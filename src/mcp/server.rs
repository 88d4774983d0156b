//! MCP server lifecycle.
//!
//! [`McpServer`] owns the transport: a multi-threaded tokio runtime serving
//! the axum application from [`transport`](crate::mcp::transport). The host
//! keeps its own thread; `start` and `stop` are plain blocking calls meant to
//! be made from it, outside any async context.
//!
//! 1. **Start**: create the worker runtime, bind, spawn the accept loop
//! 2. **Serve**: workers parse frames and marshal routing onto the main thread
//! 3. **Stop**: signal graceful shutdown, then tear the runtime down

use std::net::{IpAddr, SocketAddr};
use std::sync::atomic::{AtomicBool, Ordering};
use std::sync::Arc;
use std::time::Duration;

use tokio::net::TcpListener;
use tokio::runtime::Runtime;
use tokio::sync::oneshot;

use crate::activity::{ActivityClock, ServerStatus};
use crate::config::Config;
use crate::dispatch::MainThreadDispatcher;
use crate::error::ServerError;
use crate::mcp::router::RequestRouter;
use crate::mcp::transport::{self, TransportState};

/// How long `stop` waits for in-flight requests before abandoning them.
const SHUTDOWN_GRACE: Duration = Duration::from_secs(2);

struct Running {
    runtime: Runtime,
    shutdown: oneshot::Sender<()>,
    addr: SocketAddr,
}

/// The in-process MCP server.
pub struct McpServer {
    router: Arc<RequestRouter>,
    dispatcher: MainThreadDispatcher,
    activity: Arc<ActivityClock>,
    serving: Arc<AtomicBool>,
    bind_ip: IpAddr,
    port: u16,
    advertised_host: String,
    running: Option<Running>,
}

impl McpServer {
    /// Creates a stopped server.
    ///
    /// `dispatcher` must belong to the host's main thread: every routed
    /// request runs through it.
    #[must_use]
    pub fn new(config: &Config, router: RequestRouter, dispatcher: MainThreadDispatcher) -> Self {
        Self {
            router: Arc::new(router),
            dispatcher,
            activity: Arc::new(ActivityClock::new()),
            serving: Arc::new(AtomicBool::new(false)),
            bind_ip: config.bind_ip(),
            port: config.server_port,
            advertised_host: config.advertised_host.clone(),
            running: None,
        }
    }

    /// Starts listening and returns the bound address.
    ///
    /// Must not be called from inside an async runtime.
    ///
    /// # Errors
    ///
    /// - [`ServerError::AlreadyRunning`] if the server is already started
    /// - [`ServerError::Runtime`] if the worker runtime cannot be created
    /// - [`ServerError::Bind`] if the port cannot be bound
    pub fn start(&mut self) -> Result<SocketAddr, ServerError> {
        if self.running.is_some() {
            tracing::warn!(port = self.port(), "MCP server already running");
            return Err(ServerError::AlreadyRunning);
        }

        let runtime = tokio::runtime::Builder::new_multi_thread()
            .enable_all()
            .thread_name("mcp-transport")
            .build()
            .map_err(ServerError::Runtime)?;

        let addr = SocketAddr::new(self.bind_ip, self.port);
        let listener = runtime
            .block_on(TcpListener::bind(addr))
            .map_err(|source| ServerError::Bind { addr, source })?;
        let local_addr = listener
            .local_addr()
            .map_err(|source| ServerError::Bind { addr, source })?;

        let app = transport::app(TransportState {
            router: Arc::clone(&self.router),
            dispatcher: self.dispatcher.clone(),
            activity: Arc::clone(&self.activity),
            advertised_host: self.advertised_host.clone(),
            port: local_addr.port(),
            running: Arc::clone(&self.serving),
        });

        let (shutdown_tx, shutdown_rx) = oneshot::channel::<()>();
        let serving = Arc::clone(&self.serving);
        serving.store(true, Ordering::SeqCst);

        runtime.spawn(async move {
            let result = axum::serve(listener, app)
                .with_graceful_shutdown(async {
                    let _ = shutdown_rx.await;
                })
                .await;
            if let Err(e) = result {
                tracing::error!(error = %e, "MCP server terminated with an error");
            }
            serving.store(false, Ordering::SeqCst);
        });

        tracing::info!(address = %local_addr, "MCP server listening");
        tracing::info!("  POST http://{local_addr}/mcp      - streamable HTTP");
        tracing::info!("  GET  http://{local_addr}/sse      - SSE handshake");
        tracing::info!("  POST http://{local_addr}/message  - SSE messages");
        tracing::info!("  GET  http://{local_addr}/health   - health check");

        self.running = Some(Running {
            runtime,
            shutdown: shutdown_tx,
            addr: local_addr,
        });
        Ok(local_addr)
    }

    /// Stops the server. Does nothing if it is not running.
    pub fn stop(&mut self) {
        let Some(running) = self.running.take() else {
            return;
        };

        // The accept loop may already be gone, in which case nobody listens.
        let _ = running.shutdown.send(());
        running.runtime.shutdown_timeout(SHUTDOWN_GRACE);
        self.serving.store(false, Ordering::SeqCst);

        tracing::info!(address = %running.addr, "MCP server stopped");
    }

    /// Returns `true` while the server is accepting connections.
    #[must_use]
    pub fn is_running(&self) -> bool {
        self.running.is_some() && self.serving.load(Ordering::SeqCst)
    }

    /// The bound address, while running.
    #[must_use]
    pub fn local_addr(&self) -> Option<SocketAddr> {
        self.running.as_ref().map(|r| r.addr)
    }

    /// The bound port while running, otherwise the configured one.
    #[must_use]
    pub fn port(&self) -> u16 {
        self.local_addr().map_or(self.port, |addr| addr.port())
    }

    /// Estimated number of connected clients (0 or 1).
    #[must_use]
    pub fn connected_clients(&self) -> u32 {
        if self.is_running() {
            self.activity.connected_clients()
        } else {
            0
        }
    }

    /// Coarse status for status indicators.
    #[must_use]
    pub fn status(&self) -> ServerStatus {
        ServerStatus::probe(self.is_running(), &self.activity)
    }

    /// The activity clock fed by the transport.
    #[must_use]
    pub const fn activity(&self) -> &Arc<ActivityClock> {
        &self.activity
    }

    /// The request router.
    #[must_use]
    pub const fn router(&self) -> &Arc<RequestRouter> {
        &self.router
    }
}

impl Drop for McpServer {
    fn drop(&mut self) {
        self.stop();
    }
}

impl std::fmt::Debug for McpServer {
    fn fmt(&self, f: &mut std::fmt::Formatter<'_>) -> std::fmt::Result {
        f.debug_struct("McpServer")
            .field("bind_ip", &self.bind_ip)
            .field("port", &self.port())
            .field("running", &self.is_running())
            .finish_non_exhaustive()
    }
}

####

The task: Repeat the listing above exactly, keeping every word as it stands.

Solution:
filename src/mcp/server.rs
repository 88d4774983d0156b
//! MCP server lifecycle.
//!
//! [`McpServer`] owns the transport: a multi-threaded tokio runtime serving
//! the axum application from [`transport`](crate::mcp::transport). The host
//! keeps its own thread; `start` and `stop` are plain blocking calls meant to
//! be made from it, outside any async context.
//!
//! 1. **Start**: create the worker runtime, bind, spawn the accept loop
//! 2. **Serve**: workers parse frames and marshal routing onto the main thread
//! 3. **Stop**: signal graceful shutdown, then tear the runtime down

use std::net::{IpAddr, SocketAddr};
use std::sync::atomic::{AtomicBool, Ordering};
use std::sync::Arc;
use std::time::Duration;

use tokio::net::TcpListener;
use tokio::runtime::Runtime;
use tokio::sync::oneshot;

use crate::activity::{ActivityClock, ServerStatus};
use crate::config::Config;
use crate::dispatch::MainThreadDispatcher;
use crate::error::ServerError;
use crate::mcp::router::RequestRouter;
use crate::mcp::transport::{self, TransportState};

/// How long `stop` waits for in-flight requests before abandoning them.
const SHUTDOWN_GRACE: Duration = Duration::from_secs(2);

struct Running {
    runtime: Runtime,
    shutdown: oneshot::Sender<()>,
    addr: SocketAddr,
}

/// The in-process MCP server.
pub struct McpServer {
    router: Arc<RequestRouter>,
    dispatcher: MainThreadDispatcher,
    activity: Arc<ActivityClock>,
    serving: Arc<AtomicBool>,
    bind_ip: IpAddr,
    port: u16,
    advertised_host: String,
    running: Option<Running>,
}

impl McpServer {
    /// Creates a stopped server.
    ///
    /// `dispatcher` must belong to the host's main thread: every routed
    /// request runs through it.
    #[must_use]
    pub fn new(config: &Config, router: RequestRouter, dispatcher: MainThreadDispatcher) -> Self {
        Self {
            router: Arc::new(router),
            dispatcher,
            activity: Arc::new(ActivityClock::new()),
            serving: Arc::new(AtomicBool::new(false)),
            bind_ip: config.bind_ip(),
            port: config.server_port,
            advertised_host: config.advertised_host.clone(),
            running: None,
        }
    }

    /// Starts listening and returns the bound address.
    ///
    /// Must not be called from inside an async runtime.
    ///
    /// # Errors
    ///
    /// - [`ServerError::AlreadyRunning`] if the server is already started
    /// - [`ServerError::Runtime`] if the worker runtime cannot be created
    /// - [`ServerError::Bind`] if the port cannot be bound
    pub fn start(&mut self) -> Result<SocketAddr, ServerError> {
        if self.running.is_some() {
            tracing::warn!(port = self.port(), "MCP server already running");
            return Err(ServerError::AlreadyRunning);
        }

        let runtime = tokio::runtime::Builder::new_multi_thread()
            .enable_all()
            .thread_name("mcp-transport")
            .build()
            .map_err(ServerError::Runtime)?;

        let addr = SocketAddr::new(self.bind_ip, self.port);
        let listener = runtime
            .block_on(TcpListener::bind(addr))
            .map_err(|source| ServerError::Bind { addr, source })?;
        let local_addr = listener
            .local_addr()
            .map_err(|source| ServerError::Bind { addr, source })?;

        let app = transport::app(TransportState {
            router: Arc::clone(&self.router),
            dispatcher: self.dispatcher.clone(),
            activity: Arc::clone(&self.activity),
            advertised_host: self.advertised_host.clone(),
            port: local_addr.port(),
            running: Arc::clone(&self.serving),
        });

        let (shutdown_tx, shutdown_rx) = oneshot::channel::<()>();
        let serving = Arc::clone(&self.serving);
        serving.store(true, Ordering::SeqCst);

        runtime.spawn(async move {
            let result = axum::serve(listener, app)
                .with_graceful_shutdown(async {
                    let _ = shutdown_rx.await;
                })
                .await;
            if let Err(e) = result {
                tracing::error!(error = %e, "MCP server terminated with an error");
            }
            serving.store(false, Ordering::SeqCst);
        });

        tracing::info!(address = %local_addr, "MCP server listening");
        tracing::info!("  POST http://{local_addr}/mcp      - streamable HTTP");
        tracing::info!("  GET  http://{local_addr}/sse      - SSE handshake");
        tracing::info!("  POST http://{local_addr}/message  - SSE messages");
        tracing::info!("  GET  http://{local_addr}/health   - health check");

        self.running = Some(Running {
            runtime,
            shutdown: shutdown_tx,
            addr: local_addr,
        });
        Ok(local_addr)
    }

    /// Stops the server. Does nothing if it is not running.
    pub fn stop(&mut self) {
        let Some(running) = self.running.take() else {
            return;
        };

        // The accept loop may already be gone, in which case nobody listens.
        let _ = running.shutdown.send(());
        running.runtime.shutdown_timeout(SHUTDOWN_GRACE);
        self.serving.store(false, Ordering::SeqCst);

        tracing::info!(address = %running.addr, "MCP server stopped");
    }

    /// Returns `true` while the server is accepting connections.
    #[must_use]
    pub fn is_running(&self) -> bool {
        self.running.is_some() && self.serving.load(Ordering::SeqCst)
    }

    /// The bound address, while running.
    #[must_use]
    pub fn local_addr(&self) -> Option<SocketAddr> {
        self.running.as_ref().map(|r| r.addr)
    }

    /// The bound port while running, otherwise the configured one.
    #[must_use]
    pub fn port(&self) -> u16 {
        self.local_addr().map_or(self.port, |addr| addr.port())
    }

    /// Estimated number of connected clients (0 or 1).
    #[must_use]
    pub fn connected_clients(&self) -> u32 {
        if self.is_running() {
            self.activity.connected_clients()
        } else {
            0
        }
    }

    /// Coarse status for status indicators.
    #[must_use]
    pub fn status(&self) -> ServerStatus {
        ServerStatus::probe(self.is_running(), &self.activity)
    }

    /// The activity clock fed by the transport.
    #[must_use]
    pub const fn activity(&self) -> &Arc<ActivityClock> {
        &self.activity
    }

    /// The request router.
    #[must_use]
    pub const fn router(&self) -> &Arc<RequestRouter> {
        &self.router
    }
}

impl Drop for McpServer {
    fn drop(&mut self) {
        self.stop();
    }
}

impl std::fmt::Debug for McpServer {
    fn fmt(&self, f: &mut std::fmt::Formatter<'_>) -> std::fmt::Result {
        f.debug_struct("McpServer")
            .field("bind_ip", &self.bind_ip)
            .field("port", &self.port())
            .field("running", &self.is_running())
            .finish_non_exhaustive()
    }
}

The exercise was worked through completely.